В 1434 году Жиль де Рэ все еще обладал титулом маршала Франции. Но после опалы Латремуя он уже не имел никакого авторитета. Жиль был «галантным рыцарем шпаги», умел брать штурмом крепости, выстраивать в ряд великолепных лошадей и превосходных рыцарей. Он умел пить, и похождения его, похоже, отличались невероятной разнузданностью. Но прежде всего он любил битвы и рядом с Жанной д'Арк покрыл свое имя славой в Турели, в Пате и даже после смерти этой великой героини, в 1432 году в Ланьи.
Поскольку возникало организованное управление армией и ни один интриган не мог уже обеспечить Жилю благосклонность короля, его военная доблесть внезапно лишилась смысла. Он становится неадекватным, и с тех пор существование Жиля, его состояние духа и его действия не соответствуют больше новым потребностям.
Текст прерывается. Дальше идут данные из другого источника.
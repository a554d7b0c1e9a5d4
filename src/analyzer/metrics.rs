//! Order-book and history-derived metrics for a single (station, type).

use chrono::{Duration, NaiveDate};
use serde::{Deserialize, Serialize};
use statrs::statistics::Statistics;

use crate::models::{HistoryDay, MarketOrder};

/// Volume-weighted average price over the history window.
pub fn vwap(days: &[HistoryDay]) -> f64 {
    let total_volume: f64 = days.iter().map(|d| d.volume as f64).sum();
    if total_volume <= 0.0 {
        return 0.0;
    }
    let weighted: f64 = days.iter().map(|d| d.average * d.volume as f64).sum();
    weighted / total_volume
}

/// Daily Range Volatility Index: sample standard deviation of the per-day
/// percentage range `(high - low) / avg * 100`.
pub fn drvi(days: &[HistoryDay]) -> f64 {
    let ranges: Vec<f64> = days
        .iter()
        .filter(|d| d.average > 0.0)
        .map(|d| (d.highest - d.lowest) / d.average * 100.0)
        .collect();
    if ranges.len() < 2 {
        return 0.0;
    }
    ranges.iter().std_dev()
}

/// Median of the per-day `(high - low) / low * 100` return a maker could
/// have captured inside one day.
pub fn spread_roi(days: &[HistoryDay]) -> f64 {
    let mut rois: Vec<f64> = days
        .iter()
        .filter(|d| d.lowest > 0.0)
        .map(|d| (d.highest - d.lowest) / d.lowest * 100.0)
        .collect();
    if rois.is_empty() {
        return 0.0;
    }
    rois.sort_by(|a, b| a.partial_cmp(b).unwrap_or(std::cmp::Ordering::Equal));
    let mid = rois.len() / 2;
    if rois.len() % 2 == 1 {
        rois[mid]
    } else {
        (rois[mid - 1] + rois[mid]) / 2.0
    }
}

/// Mean units traded per day over the trailing `window_days` calendar
/// days, anchored at the most recent history entry.
pub fn mean_daily_volume(days: &[HistoryDay], window_days: i64) -> f64 {
    let Some(anchor) = days.iter().map(|d| d.date).max() else {
        return 0.0;
    };
    let cutoff = anchor - Duration::days(window_days - 1);
    let total: u64 = days
        .iter()
        .filter(|d| d.date >= cutoff)
        .map(|d| d.volume)
        .sum();
    total as f64 / window_days as f64
}

/// Order-Book Depth Score: the smaller of the bid and ask depth within
/// ±5% of best, in ISK, relative to the capital a position would tie up.
pub fn obds(bids: &[&MarketOrder], asks: &[&MarketOrder], capital_isk: f64) -> f64 {
    if capital_isk <= 0.0 {
        return 0.0;
    }
    let best_bid = bids.iter().map(|o| o.price).fold(f64::MIN, f64::max);
    let best_ask = asks.iter().map(|o| o.price).fold(f64::MAX, f64::min);
    if bids.is_empty() || asks.is_empty() {
        return 0.0;
    }

    let bid_depth: f64 = bids
        .iter()
        .filter(|o| o.price >= best_bid * 0.95)
        .map(|o| o.price * o.volume_remain as f64)
        .sum();
    let ask_depth: f64 = asks
        .iter()
        .filter(|o| o.price <= best_ask * 1.05)
        .map(|o| o.price * o.volume_remain as f64)
        .sum();

    bid_depth.min(ask_depth) / capital_isk
}

/// Competition Index: total order count plus twice the number of orders
/// parked within one tick (max of 0.01% of price and 0.01 ISK) of the
/// next price on their side. Dense clusters of near-identical prices mean
/// a fierce 0.01-ISK game.
pub fn competition_index(bids: &[&MarketOrder], asks: &[&MarketOrder]) -> f64 {
    fn near_pairs(mut prices: Vec<f64>) -> usize {
        prices.sort_by(|a, b| a.partial_cmp(b).unwrap_or(std::cmp::Ordering::Equal));
        prices
            .windows(2)
            .filter(|w| (w[1] - w[0]).abs() <= (w[0] * 0.0001).max(0.01))
            .count()
    }

    let count = bids.len() + asks.len();
    let near = near_pairs(bids.iter().map(|o| o.price).collect())
        + near_pairs(asks.iter().map(|o| o.price).collect());
    (count + 2 * near) as f64
}

/// Closed set of scam indicators feeding the Scam Detection Score.
#[derive(Debug, Clone, Copy, PartialEq, Eq, Serialize, Deserialize)]
#[serde(rename_all = "snake_case")]
pub enum ScamFlag {
    BidFarBelowVwap,
    AskFarAboveVwap,
    BookDwarfsDailyVolume,
    BidDominatedBySingleOrder,
    AskDominatedBySingleOrder,
    NoRecentTrades,
}

impl ScamFlag {
    fn weight(self) -> u32 {
        match self {
            ScamFlag::BidFarBelowVwap => 30,
            ScamFlag::AskFarAboveVwap => 15,
            ScamFlag::BookDwarfsDailyVolume => 25,
            ScamFlag::BidDominatedBySingleOrder => 15,
            ScamFlag::AskDominatedBySingleOrder => 10,
            ScamFlag::NoRecentTrades => 20,
        }
    }
}

#[derive(Debug, Clone, Serialize, Deserialize)]
pub struct ScamAssessment {
    pub score: f64,
    pub flags: Vec<ScamFlag>,
}

/// Scam Detection Score, 0-100. Weighted flags, capped.
pub fn scam_score(
    bids: &[&MarketOrder],
    asks: &[&MarketOrder],
    days: &[HistoryDay],
    today: NaiveDate,
) -> ScamAssessment {
    let mut flags = Vec::new();
    let vwap = vwap(days);

    let best_bid = bids.iter().map(|o| o.price).fold(f64::MIN, f64::max);
    let best_ask = asks.iter().map(|o| o.price).fold(f64::MAX, f64::min);

    if vwap > 0.0 && !bids.is_empty() && best_bid < 0.5 * vwap {
        flags.push(ScamFlag::BidFarBelowVwap);
    }
    if vwap > 0.0 && !asks.is_empty() && best_ask > 2.0 * vwap {
        flags.push(ScamFlag::AskFarAboveVwap);
    }

    let daily_volume = mean_daily_volume(days, 7);
    let book_volume: i64 = bids
        .iter()
        .chain(asks.iter())
        .map(|o| o.volume_remain)
        .sum();
    if daily_volume > 0.0 && book_volume as f64 > 10.0 * daily_volume {
        flags.push(ScamFlag::BookDwarfsDailyVolume);
    }

    if single_order_dominates(bids) {
        flags.push(ScamFlag::BidDominatedBySingleOrder);
    }
    if single_order_dominates(asks) {
        flags.push(ScamFlag::AskDominatedBySingleOrder);
    }

    let week_ago = today - Duration::days(7);
    let traded_recently = days.iter().any(|d| d.date >= week_ago && d.volume > 0);
    if !traded_recently {
        flags.push(ScamFlag::NoRecentTrades);
    }

    let score = flags.iter().map(|f| f.weight()).sum::<u32>().min(100);
    ScamAssessment {
        score: score as f64,
        flags,
    }
}

fn single_order_dominates(side: &[&MarketOrder]) -> bool {
    let total: i64 = side.iter().map(|o| o.volume_remain).sum();
    if total <= 0 || side.len() < 2 {
        // A one-order side is trivially 100% but says nothing about
        // manipulation; require an actual book to dominate.
        return false;
    }
    let largest = side.iter().map(|o| o.volume_remain).max().unwrap_or(0);
    largest as f64 > 0.9 * total as f64
}

#[cfg(test)]
mod tests {
    use super::*;
    use chrono::Utc;

    fn day(date: NaiveDate, avg: f64, high: f64, low: f64, volume: u64) -> HistoryDay {
        HistoryDay {
            date,
            average: avg,
            highest: high,
            lowest: low,
            volume,
            order_count: 10,
        }
    }

    fn d(n: u32) -> NaiveDate {
        NaiveDate::from_ymd_opt(2024, 3, n).unwrap()
    }

    fn order(price: f64, volume: i64, is_buy: bool) -> MarketOrder {
        MarketOrder {
            order_id: (price * 100.0) as i64,
            is_buy_order: is_buy,
            type_id: 34,
            location_id: 60000001,
            system_id: 30000142,
            region_id: 10000002,
            price,
            volume_remain: volume,
            volume_total: volume,
            issued: Utc::now(),
            duration: 90,
        }
    }

    #[test]
    fn test_vwap_seed_scenario() {
        // {avg 100 vol 10}, {avg 200 vol 40} -> 180
        let days = vec![day(d(1), 100.0, 110.0, 90.0, 10), day(d(2), 200.0, 210.0, 190.0, 40)];
        assert!((vwap(&days) - 180.0).abs() < 1e-9);
    }

    #[test]
    fn test_vwap_empty_or_zero_volume() {
        assert_eq!(vwap(&[]), 0.0);
        let days = vec![day(d(1), 100.0, 110.0, 90.0, 0)];
        assert_eq!(vwap(&days), 0.0);
    }

    #[test]
    fn test_drvi_seed_scenario() {
        // Ranges {20, 40} -> sample stddev 14.142...
        let days = vec![day(d(1), 100.0, 110.0, 90.0, 10), day(d(2), 100.0, 120.0, 80.0, 10)];
        assert!((drvi(&days) - 14.142135623).abs() < 1e-6);
    }

    #[test]
    fn test_drvi_needs_two_days() {
        let days = vec![day(d(1), 100.0, 110.0, 90.0, 10)];
        assert_eq!(drvi(&days), 0.0);
    }

    #[test]
    fn test_spread_roi_is_median() {
        let days = vec![
            day(d(1), 100.0, 110.0, 100.0, 10), // 10%
            day(d(2), 100.0, 120.0, 100.0, 10), // 20%
            day(d(3), 100.0, 200.0, 100.0, 10), // 100%
        ];
        assert!((spread_roi(&days) - 20.0).abs() < 1e-9);
    }

    #[test]
    fn test_mean_daily_volume_window() {
        let days = vec![
            day(d(1), 100.0, 110.0, 90.0, 700),  // outside the 7-day window
            day(d(10), 100.0, 110.0, 90.0, 70),
            day(d(16), 100.0, 110.0, 90.0, 70),
        ];
        // Anchor is day 16; cutoff day 10; (70 + 70) / 7 = 20.
        assert!((mean_daily_volume(&days, 7) - 20.0).abs() < 1e-9);
        assert_eq!(mean_daily_volume(&[], 7), 0.0);
    }

    #[test]
    fn test_obds_uses_thinner_side() {
        let b1 = order(100.0, 10, true);
        let b2 = order(96.0, 10, true);   // within 5% of best bid
        let b3 = order(80.0, 1000, true); // outside the band
        let a1 = order(110.0, 5, false);
        let bids = vec![&b1, &b2, &b3];
        let asks = vec![&a1];
        // bid depth = 100*10 + 96*10 = 1960; ask depth = 550
        let score = obds(&bids, &asks, 1000.0);
        assert!((score - 0.55).abs() < 1e-9);
    }

    #[test]
    fn test_competition_index_counts_tick_crowding() {
        let b1 = order(100.00, 10, true);
        let b2 = order(100.005, 10, true); // within 0.01 ISK
        let b3 = order(90.0, 10, true);
        let a1 = order(110.0, 10, false);
        let bids = vec![&b1, &b2, &b3];
        let asks = vec![&a1];
        // 4 orders + 2 * 1 near pair = 6
        assert_eq!(competition_index(&bids, &asks), 6.0);
    }

    #[test]
    fn test_scam_dominance_boundaries() {
        let today = d(16);
        let days = vec![day(d(15), 100.0, 110.0, 90.0, 1000)];

        // 95 + 5 split: largest is 95% of bid volume.
        let b1 = order(100.0, 95, true);
        let b2 = order(99.0, 5, true);
        let a1 = order(110.0, 50, false);
        let a2 = order(111.0, 50, false);
        let assessment = scam_score(&[&b1, &b2], &[&a1, &a2], &days, today);
        assert!(assessment.score >= 15.0);
        assert!(assessment.flags.contains(&ScamFlag::BidDominatedBySingleOrder));

        // Ask side dominated as well.
        let a3 = order(110.0, 95, false);
        let a4 = order(111.0, 5, false);
        let assessment = scam_score(&[&b1, &b2], &[&a3, &a4], &days, today);
        assert!(assessment.score >= 25.0);
    }

    #[test]
    fn test_scam_score_capped_at_100() {
        let today = d(20);
        // Stale, thin history with huge walls on both sides and prices far
        // from VWAP trips most flags at once.
        let days = vec![day(d(1), 100.0, 110.0, 90.0, 1)];
        let b1 = order(10.0, 9500, true);
        let b2 = order(9.0, 100, true);
        let a1 = order(900.0, 9500, false);
        let a2 = order(901.0, 100, false);
        let assessment = scam_score(&[&b1, &b2], &[&a1, &a2], &days, today);
        assert_eq!(assessment.score, 100.0);
    }

    #[test]
    fn test_no_recent_trades_flag() {
        let today = d(20);
        let days = vec![day(d(1), 100.0, 110.0, 90.0, 50)];
        let b1 = order(100.0, 10, true);
        let b2 = order(99.0, 10, true);
        let a1 = order(101.0, 10, false);
        let a2 = order(102.0, 10, false);
        let assessment = scam_score(&[&b1, &b2], &[&a1, &a2], &days, today);
        assert!(assessment.flags.contains(&ScamFlag::NoRecentTrades));
    }
}
impl RouteFinder {
    pub fn new(ctx: Arc<AppContext>) -> Self {
        Self { ctx }
    }

    pub async fn scan(
        &self,
        params: &RouteScanParams,
        progress: &ProgressSink,
        cancel: &CancellationToken,
    ) -> Result<Vec<TradeRoute>> {
        let params = Self::clamped(params.clone());
        let graph = &self.ctx.graph;
        let systems =
            graph.systems_within_radius(params.origin_system, params.radius, params.min_security);
        let regions = graph.regions_in_set(systems.keys());

        progress
            .send(format!(
                "Fetching books for {} systems across {} regions",
                systems.len(),
                regions.len()
            ))
            .await;

        // Both sides of every candidate region, filtered to the bubble.
        let mut orders = Vec::new();
        let fetches = regions.iter().map(|&region_id| {
            let url = self
                .ctx
                .esi
                .url(&format!("markets/{}/orders/?order_type=all", region_id));
            async move {
                (
                    region_id,
                    self.ctx.esi.get_paginated_json::<EsiOrder>(&url).await,
                )
            }
        });
        for (region_id, result) in futures_util::future::join_all(fetches).await {
            match result {
                Ok(raw) => orders.extend(
                    raw.into_iter()
                        .map(|o| o.into_order(region_id))
                        .filter(|o| {
                            systems.contains_key(&o.system_id)
                                && o.price > 0.0
                                && o.volume_remain > 0
                        }),
                ),
                Err(e) => warn!(region_id, error = %e, "region fetch failed, omitting"),
            }
        }
        if cancel.is_cancelled() {
            return Err(anyhow!(ScanCancelled));
        }

        let edges = self.build_edges(orders, &params);
        progress
            .send(format!(
                "Searching routes over {} profitable legs",
                edges.values().map(Vec::len).sum::<usize>()
            ))
            .await;

        let routes = Self::enumerate(&edges, &params);
        info!(routes = routes.len(), "route scan complete");
        Ok(routes.into_iter().map(|r| r.sanitized()).collect())
    }

    fn clamped(mut params: RouteScanParams) -> RouteScanParams {
        params.max_hops = params.max_hops.clamp(1, MAX_HOPS_CEILING);
        params.min_hops = params.min_hops.clamp(1, params.max_hops);
        params
    }

    /// Best ask and bid per (system, type), crossed into every profitable
    /// single-hop leg.
    fn build_edges(
        &self,
        orders: Vec<MarketOrder>,
        params: &RouteScanParams,
    ) -> HashMap<SystemId, Vec<RouteLeg>> {
        let mut best_asks: HashMap<(SystemId, TypeId), (f64, i64)> = HashMap::new();
        let mut best_bids: HashMap<(SystemId, TypeId), (f64, i64)> = HashMap::new();
        for order in orders {
            let key = (order.system_id, order.type_id);
            if order.is_buy_order {
                let entry = best_bids.entry(key).or_insert((order.price, order.volume_remain));
                if order.price > entry.0 {
                    *entry = (order.price, order.volume_remain);
                }
            } else {
                let entry = best_asks.entry(key).or_insert((order.price, order.volume_remain));
                if order.price < entry.0 {
                    *entry = (order.price, order.volume_remain);
                }
            }
        }

        let tax = params.sales_tax_pct.clamp(0.0, 100.0) / 100.0;
        let mut edges: HashMap<SystemId, Vec<RouteLeg>> = HashMap::new();
        for (&(from, type_id), &(ask_price, ask_remain)) in &best_asks {
            let Some(item) = self.ctx.catalog.item_type(type_id) else {
                continue;
            };
            if item.volume <= 0.0 {
                continue;
            }
            let cargo_units = (params.cargo_m3 / item.volume).floor() as i64;
            if cargo_units <= 0 {
                continue;
            }

            for (&(to, bid_type), &(bid_price, bid_remain)) in &best_bids {
                if bid_type != type_id || to == from {
                    continue;
                }
                let effective_sell = bid_price * (1.0 - tax);
                let profit_per_unit = effective_sell - ask_price;
                if profit_per_unit <= 0.0 {
                    continue;
                }
                let units = cargo_units.min(ask_remain).min(bid_remain);
                if units <= 0 {
                    continue;
                }
                let profit = profit_per_unit * units as f64;
                if profit < params.min_leg_profit {
                    continue;
                }
                let jumps = self
                    .ctx
                    .graph
                    .shortest_path(from, to, params.min_security);
                if jumps < 0 {
                    continue;
                }

                edges.entry(from).or_default().push(RouteLeg {
                    from_system: from,
                    from_system_name: self.ctx.catalog.system_name(from),
                    to_system: to,
                    to_system_name: self.ctx.catalog.system_name(to),
                    type_id,
                    type_name: item.name.clone(),
                    units,
                    buy_price: ask_price,
                    sell_price: bid_price,
                    profit,
                    jumps,
                });
            }
        }

        // Most profitable legs first so the search fills its candidate
        // list with good routes early and the bound starts cutting.
        for legs in edges.values_mut() {
            legs.sort_by(|a, b| {
                b.profit
                    .partial_cmp(&a.profit)
                    .unwrap_or(std::cmp::Ordering::Equal)
            });
        }
        edges
    }

    /// Depth-first enumeration of acyclic leg chains from the origin,
    /// keeping the top `max_results` routes whose length lands in
    /// [min_hops, max_hops]. Partial routes are pruned by accumulated
    /// profit: once the candidate list is full, a branch is abandoned
    /// when even `remaining hops x best single leg` cannot lift its
    /// running total past the worst kept route.
    fn enumerate(
        edges: &HashMap<SystemId, Vec<RouteLeg>>,
        params: &RouteScanParams,
    ) -> Vec<TradeRoute> {
        let max_leg_profit = edges
            .values()
            .flatten()
            .map(|l| l.profit)
            .fold(0.0, f64::max);

        let mut best = Vec::new();
        let mut stack = Vec::new();
        let mut visited = vec![params.origin_system];
        Self::dfs(
            edges,
            params,
            params.origin_system,
            0.0,
            max_leg_profit,
            &mut stack,
            &mut visited,
            &mut best,
        );
        best
    }

    #[allow(clippy::too_many_arguments)]
    fn dfs(
        edges: &HashMap<SystemId, Vec<RouteLeg>>,
        params: &RouteScanParams,
        at: SystemId,
        total: f64,
        max_leg_profit: f64,
        stack: &mut Vec<RouteLeg>,
        visited: &mut Vec<SystemId>,
        best: &mut Vec<TradeRoute>,
    ) {
        if stack.len() >= params.min_hops {
            Self::keep(
                best,
                TradeRoute {
                    legs: stack.clone(),
                    total_profit: total,
                    total_jumps: stack.iter().map(|l| l.jumps).sum(),
                },
                params.max_results,
            );
        }
        if stack.len() >= params.max_hops {
            return;
        }
        // Optimistic bound on any extension of this partial route. Only
        // legal once the list is full; until then every route competes.
        // Strict comparison keeps equal-profit routes alive for the
        // fewer-jumps tiebreak.
        if best.len() >= params.max_results {
            let remaining = (params.max_hops - stack.len()) as f64;
            let worst_kept = best.last().map(|r| r.total_profit).unwrap_or(0.0);
            if total + remaining * max_leg_profit < worst_kept {
                return;
            }
        }
        let Some(outgoing) = edges.get(&at) else {
            return;
        };
        for leg in outgoing {
            if visited.contains(&leg.to_system) {
                continue;
            }
            visited.push(leg.to_system);
            stack.push(leg.clone());
            Self::dfs(
                edges,
                params,
                leg.to_system,
                total + leg.profit,
                max_leg_profit,
                stack,
                visited,
                best,
            );
            stack.pop();
            visited.pop();
        }
    }

    /// Insert a candidate into the bounded list, kept sorted by total
    /// profit descending with fewer jumps breaking ties.
    fn keep(best: &mut Vec<TradeRoute>, route: TradeRoute, max_results: usize) {
        let position = best
            .iter()
            .position(|kept| {
                route
                    .total_profit
                    .partial_cmp(&kept.total_profit)
                    .unwrap_or(std::cmp::Ordering::Equal)
                    .then(kept.total_jumps.cmp(&route.total_jumps))
                    .is_gt()
            })
            .unwrap_or(best.len());
        best.insert(position, route);
        best.truncate(max_results.max(1));
    }
}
Начиная с 1432 года, с того дня, когда Жиль де Рэ целиком предался своему наваждению и начал резать детей, он — всего лишь жалкое недоразумение. Все спутывается, становится беспорядочным. В августе 1432 года в Ланьи он все еще славный военачальник. Его дед умирает в ноябре. Исчезновение этой грубой силы должно было освободить его, принести ему облегчение и вместе с тем растлить окончательно. По-видимому, он плохо переносил слишком всеобъемлющую, внезапно обретенную свободу богатство, ставшее головокружительным. Следующим летом попадает в опалу Латремуй. Трудно представить себе, чтобы Рэ легко это перенес. Я говорил о его ребяческой глупости… Но то, что я сказал об игре, в которую он играл, позволяет увидеть, что он ею жил и что игра для него не отличалась от жизни. Эта потеря должна была стать для него еще болезненнее, поскольку незадолго до нее он предался ужасным, отвратительным порокам…
Я говорил о его инфантильности. В конечном счете, именно в этих инфантильных повадках — самым безумным, невероятным образом, — он сумел воплотить тот феодальный дух, который во всех своих проявлениях был преемником игрищ берсерков; он был привязан к войне, и связь эта выдавала его вкус к беспощадной похоти. Он не находил себе иного места в мире, кроме того, что давала ему война. Только общество, погрязшее в феодальной войне, могло воздать по заслугам тому избранному, которому ничего не оставалось, кроме как до предела исчерпать последние остатки своей избранности. Не только тщеславие его было уязвлено, но и пристрастиям повредила настигшая его немилость. Изнуренный феодальный мир забраковал его. Казалось, что он еще богат, но на его имущество с самого начала было наложено заклятье. Одно отличало его от этих несчастных сеньоров, готовых довольствоваться тем, что у них осталось. Никогда, даже под угрозой смерти, этот благородный избранник не способен был принять жизнь, которая больше не очаровывала бы его.